Part of the explanation lies in the fact that spending on health care needs to go up each year for care provision to stand still.

Not surprisingly, productivity doesn't go up within the NHS at the same rate as it does elsewhere in the economy. Technology and efficiency improvements may mean a factory worker can produce more toys in a day but a nurse can still only look after the same number of patients.

In the private sector, employees reap the benefits of their productivity gains through higher wages. In the NHS there are fewer productivity gains to be distributed, but doctors' and nurses' pay still has to keep up with the rest of the economy or no one will want to do the job.

Moreover, we demand more of our NHS every year. The greying of the population is taking its toll on health bills.
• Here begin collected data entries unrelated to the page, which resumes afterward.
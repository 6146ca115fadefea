//! Round-robin selection strategy.

use std::sync::atomic::{AtomicUsize, Ordering};

use crate::balancer::{FeatureCode, LoadBalance};
use crate::discovery::Address;

/// Rotates through candidates with an internal atomic counter.
#[derive(Debug, Default)]
pub struct RoundRobin {
    counter: AtomicUsize,
}

impl RoundRobin {
    pub fn new() -> Self {
        Self::default()
    }
}

impl LoadBalance for RoundRobin {
    fn select(
        &self,
        _service: &str,
        addresses: &[Address],
        _code: &FeatureCode,
    ) -> Option<Address> {
        if addresses.is_empty() {
            return None;
        }
        let index = self.counter.fetch_add(1, Ordering::Relaxed) % addresses.len();
        Some(addresses[index].clone())
    }
}

#[cfg(test)]
mod tests {
    use super::*;

    #[test]
    fn test_round_robin_rotation() {
        let lb = RoundRobin::new();
        let addrs: Vec<Address> = vec!["a:1".into(), "b:1".into()];
        let code = FeatureCode::Hashed(0);

        assert_eq!(lb.select("svc", &addrs, &code), Some("a:1".into()));
        assert_eq!(lb.select("svc", &addrs, &code), Some("b:1".into()));
        assert_eq!(lb.select("svc", &addrs, &code), Some("a:1".into()));
    }

    #[test]
    fn test_empty_list_yields_none() {
        let lb = RoundRobin::new();
        assert_eq!(lb.select("svc", &[], &FeatureCode::Hashed(0)), None);
    }
}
In general, 70-year-olds are more expensive to keep healthy than 40-year-olds, so as the number of 70-year-olds goes up, the demand for health care increases.

Second, as science advances, new treatments emerge. In theory, that could create savings or push costs up, depending on the nature of the treatment. In practice over the past decade or so, improving medical technology for cancer treatments has pushed bills upwards.

The result of all this is that the NHS has needed a real increase in funding every year to match supply with demand. When Mr Clarke's heavy hand closed the public purse this year in pursuit of tax cuts, it wasn't surprising that the hospitals couldn't cope.

But for all the squabbles this year, there is no convincing practical reason why NHS funding should be facing a longer-term crisis. NHS needs may grow each year, but usually the economy grows too. So long as the NHS keeps hold of its 5.6 per cent of the national cake each year, it will pick up a real increase in funding most of the time. The ageing population and advancing technology shouldn't require any more than that. And if burgeoning health bureaucracy can be cut, there could be extra resources within existing budgets.

The real pressure on our health services is political, not practical. We are patients no longer; in fact we are impatient with long waits in a drab doctor's waiting room, and with the length of specialist waiting lists. We don't expect to wait for three hours in line at the supermarket checkout, so why should we do so in a casualty department. But we forget that the comforts we take for granted elsewhere in our lives have to be paid for.

According to many economists, health, like education, is a luxury good. The wealthier people become, the higher the share of their income they are prepared to spend on it. And if the state won't do it for them, they will do it themselves, by purchasing additional private insurance. Those who advocate higher state spending on the NHS argue that this is exactly what taxpayers want; 1p on income tax for health care would - they claim - be a vote winner.

But there is a troubling flaw in this argument. People who purchase private health insurance are not necessarily prepared to pay for better health services for everyone.

The real crisis in the NHS is not about pounds 300m here or there this year, or even about the elderly or modern technology. It is that a growing middle class will demand better care for themselves while refusing to pay for it for everyone else.